Piyasak Manason, head of economic research at INVX, said the framework marks a new policy approach in which the government is engaging directly with 17 business sectors under the concept of "businesses speak, government listens" to shape national economic strategies.

According to Mr Piyasak, the Finance Ministry plans to consolidate proposals from the public-private consultations into an action plan within six months through a Joint Public and Private Sector Consultative Committee, supported by a dashboard system to track implementation progress.

The initiative is structured around four strategic pillars: infrastructure and clean energy investment, human capital development, the creation of new economic growth engines, and the removal of structural bottlenecks alongside stronger anti-corruption measures.

The infrastructure agenda includes investment in clean energy and water management systems to mitigate El Niño-related risks, while the human capital strategy aims to attract highly skilled workers and leverage more than 1.8 trillion baht in foreign direct investment (FDI) to transfer technology and strengthen Thai businesses.

The government also wants to position Thailand as a regional hub for the wellness, financial, digital and logistics sectors, while accelerating reforms in urban planning regulations, Eastern Economic Corridor (EEC) development, approval procedures and governance standards.

Mr Piyasak said these measures could lift Thai GDP growth by 0.2-0.4% this year, potentially pushing expansion beyond the 1.4% forecast if the government's 400-billion-baht borrowing plan and related policy actions are implemented effectively during the second half of the year.

However, he noted the near-term impact on the Stock Exchange of Thailand is likely to remain limited as investors await clearer details of the action plan over the next six months.
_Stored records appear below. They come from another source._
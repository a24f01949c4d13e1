//! Lexicon polarity scoring for short texts such as headlines.

use std::collections::HashMap;

const NEGATION_WORDS: &[&str] = &[
    "not", "no", "never", "don't", "doesn't", "didn't", "isn't", "aren't",
    "wasn't", "weren't", "won't", "wouldn't", "couldn't", "shouldn't", "hardly",
    "barely", "neither", "nor", "without",
];

/// How many tokens back a negation still applies.
const NEGATION_WINDOW: usize = 3;

/// Negated assessments flip sign and lose half their strength.
const NEGATION_FACTOR: f64 = -0.5;

const INTENSIFIERS: &[(&str, f64)] = &[
    ("very", 1.3),
    ("extremely", 1.5),
    ("highly", 1.3),
    ("sharply", 1.4),
    ("significantly", 1.3),
    ("massive", 1.4),
    ("huge", 1.3),
    ("deeply", 1.3),
    ("slightly", 0.5),
    ("somewhat", 0.6),
    ("modestly", 0.6),
];

/// Prior polarity per word, in [-1, 1].
const LEXICON: &[(&str, f64)] = &[
    // General
    ("good", 0.7), ("great", 0.8), ("best", 1.0), ("better", 0.5),
    ("excellent", 1.0), ("positive", 0.23), ("bad", -0.7), ("worse", -0.4),
    ("worst", -1.0), ("terrible", -1.0), ("awful", -1.0), ("negative", -0.3),
    ("happy", 0.8), ("wrong", -0.5), ("impressive", 1.0), ("poor", -0.4),
    ("new", 0.14), ("big", 0.1), ("top", 0.5), ("hot", 0.25),
    // Market direction
    ("bullish", 0.6), ("bearish", -0.6), ("rally", 0.5), ("rallies", 0.5),
    ("surge", 0.6), ("surges", 0.6), ("soar", 0.7), ("soars", 0.7),
    ("jump", 0.4), ("jumps", 0.4), ("gain", 0.4), ("gains", 0.4),
    ("rise", 0.3), ("rises", 0.3), ("climb", 0.3), ("climbs", 0.3),
    ("rebound", 0.4), ("recovery", 0.4), ("high", 0.16), ("higher", 0.25),
    ("record", 0.3), ("decline", -0.4), ("declines", -0.4), ("fall", -0.4),
    ("falls", -0.4), ("drop", -0.4), ("drops", -0.4), ("plunge", -0.7),
    ("plunges", -0.7), ("crash", -0.8), ("crashes", -0.8), ("slump", -0.6),
    ("slumps", -0.6), ("tumble", -0.6), ("tumbles", -0.6), ("sink", -0.5),
    ("sinks", -0.5), ("low", -0.1), ("lower", -0.25), ("retreat", -0.3),
    ("volatile", -0.2), ("selloff", -0.6), ("sell-off", -0.6),
    // Results and outlook
    ("beat", 0.5), ("beats", 0.5), ("miss", -0.5), ("misses", -0.5),
    ("profit", 0.4), ("profitable", 0.5), ("loss", -0.5), ("losses", -0.5),
    ("growth", 0.4), ("strong", 0.43), ("stronger", 0.5), ("weak", -0.38),
    ("weaker", -0.45), ("robust", 0.5), ("solid", 0.3), ("exceed", 0.5),
    ("exceeds", 0.5), ("disappoint", -0.6), ("disappoints", -0.6),
    ("disappointing", -0.6), ("success", 0.6), ("successful", 0.6),
    ("fail", -0.5), ("fails", -0.5), ("failure", -0.6), ("optimistic", 0.5),
    ("pessimistic", -0.5), ("upbeat", 0.5), ("gloomy", -0.5),
    ("momentum", 0.2), ("breakthrough", 0.6), ("innovation", 0.3),
    ("expansion", 0.3), ("accelerating", 0.3), ("tailwind", 0.4),
    ("headwind", -0.4), ("headwinds", -0.4),
    // Analyst actions
    ("upgrade", 0.5), ("upgraded", 0.5), ("upgrades", 0.5),
    ("downgrade", -0.5), ("downgraded", -0.5), ("downgrades", -0.5),
    ("outperform", 0.5), ("underperform", -0.5), ("overweight", 0.3),
    ("underweight", -0.3), ("buy", 0.2), ("sell", -0.2), ("overvalued", -0.4),
    ("undervalued", 0.3),
    // Corporate events
    ("dividend", 0.2), ("buyback", 0.3), ("repurchase", 0.2),
    ("lawsuit", -0.5), ("litigation", -0.4), ("probe", -0.4),
    ("investigation", -0.4), ("recall", -0.5), ("fraud", -0.8),
    ("bankruptcy", -0.9), ("default", -0.6), ("layoff", -0.5),
    ("layoffs", -0.5), ("dilution", -0.4), ("bubble", -0.4),
    ("warning", -0.4), ("risk", -0.2), ("risks", -0.2), ("concern", -0.3),
    ("concerns", -0.3), ("fear", -0.5), ("fears", -0.5), ("trouble", -0.5),
    ("win", 0.6), ("wins", 0.6),
];

/// Scores text as the mean polarity of its sentiment-bearing words.
///
/// Intensifiers scale the next sentiment word; a negation within
/// [`NEGATION_WINDOW`] tokens flips it and halves it.
#[derive(Debug, Clone)]
pub struct PolarityScorer {
    lexicon: HashMap<&'static str, f64>,
    intensifiers: HashMap<&'static str, f64>,
}

impl PolarityScorer {
    pub fn new() -> Self {
        Self {
            lexicon: LEXICON.iter().copied().collect(),
            intensifiers: INTENSIFIERS.iter().copied().collect(),
        }
    }

    fn is_negation(token: &str) -> bool {
        NEGATION_WORDS.contains(&token) || token.ends_with("n't")
    }

    /// Polarity in [-1, 1]; 0.0 when no word carries sentiment.
    pub fn polarity(&self, text: &str) -> f64 {
        let lowered = text.to_lowercase().replace('\u{2019}', "'");
        let tokens: Vec<&str> = lowered
            .split(|c: char| c.is_whitespace() || (c.is_ascii_punctuation() && c != '\'' && c != '-'))
            .map(|t| t.trim_matches(|c: char| c == '\'' || c == '-'))
            .filter(|t| !t.is_empty())
            .collect();

        let mut assessments: Vec<f64> = Vec::new();
        let mut last_negation: Option<usize> = None;
        let mut intensity = 1.0;

        for (i, token) in tokens.iter().enumerate() {
            if Self::is_negation(token) {
                last_negation = Some(i);
                continue;
            }
            if let Some(&factor) = self.intensifiers.get(token) {
                intensity *= factor;
                continue;
            }
            let Some(&prior) = self.lexicon.get(token) else {
                intensity = 1.0;
                continue;
            };

            let mut score = prior * intensity;
            if last_negation.is_some_and(|neg| i - neg <= NEGATION_WINDOW) {
                score *= NEGATION_FACTOR;
            }
            assessments.push(score.clamp(-1.0, 1.0));
            intensity = 1.0;
        }

        if assessments.is_empty() {
            return 0.0;
        }
        let mean = assessments.iter().sum::<f64>() / assessments.len() as f64;
        mean.clamp(-1.0, 1.0)
    }
}

impl Default for PolarityScorer {
    fn default() -> Self {
        Self::new()
    }
}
Constitutional uncertainty also remains a key risk factor that requires monitoring.

In the longer term, INVX expects transparency reforms and stronger anti-corruption measures to help restore foreign investor confidence and attract capital inflows back to the Thai market.
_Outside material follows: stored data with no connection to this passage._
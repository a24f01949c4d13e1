use axum::{extract::Request, http::HeaderValue, middleware::Next, response::Response};
use uuid::Uuid;

pub const REQUEST_ID_HEADER: &str = "x-request-id";

/// Tags every request with an id: the caller's `X-Request-Id` when it
/// sends a usable one, a fresh UUID v4 otherwise. The id is recorded on
/// the request span and echoed on the response.
pub async fn request_id_middleware(request: Request, next: Next) -> Response {
    let id = request
        .headers()
        .get(REQUEST_ID_HEADER)
        .and_then(|v| v.to_str().ok())
        .map(str::trim)
        .filter(|s| !s.is_empty() && s.len() <= 128)
        .map(str::to_owned)
        .unwrap_or_else(|| Uuid::new_v4().to_string());

    tracing::Span::current().record("request_id", id.as_str());

    let mut response = next.run(request).await;
    if let Ok(val) = HeaderValue::from_str(&id) {
        response.headers_mut().insert(REQUEST_ID_HEADER, val);
    }
    response
}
Natwarin Tripobsakul, senior strategist at INVX, identified several sectors likely to benefit from the initiative: power producers, industrial estates, telecom, tourism, healthcare, automotive and banking.

Power companies are expected to benefit from rising domestic electricity demand and direct power sales to industrial customers, particularly from data centre projects.

Industrial estate operators could gain from stronger demand for land and utilities linked to data centres, both inside and outside the EEC.

Telecom operators may benefit from higher enterprise demand for network connectivity, while tourism-related firms are expected to benefit from domestic tourism stimulus measures and secondary city development.

Healthcare firms could gain from policies supporting domestic medical supply production and medical tourism growth, while automotive suppliers may benefit from safeguard measures and local content requirements aimed at preserving Thailand's manufacturing base. Corporate lending demand could spike based on FDI inflows and supply-chain relocation to Thailand, noted the brokerage.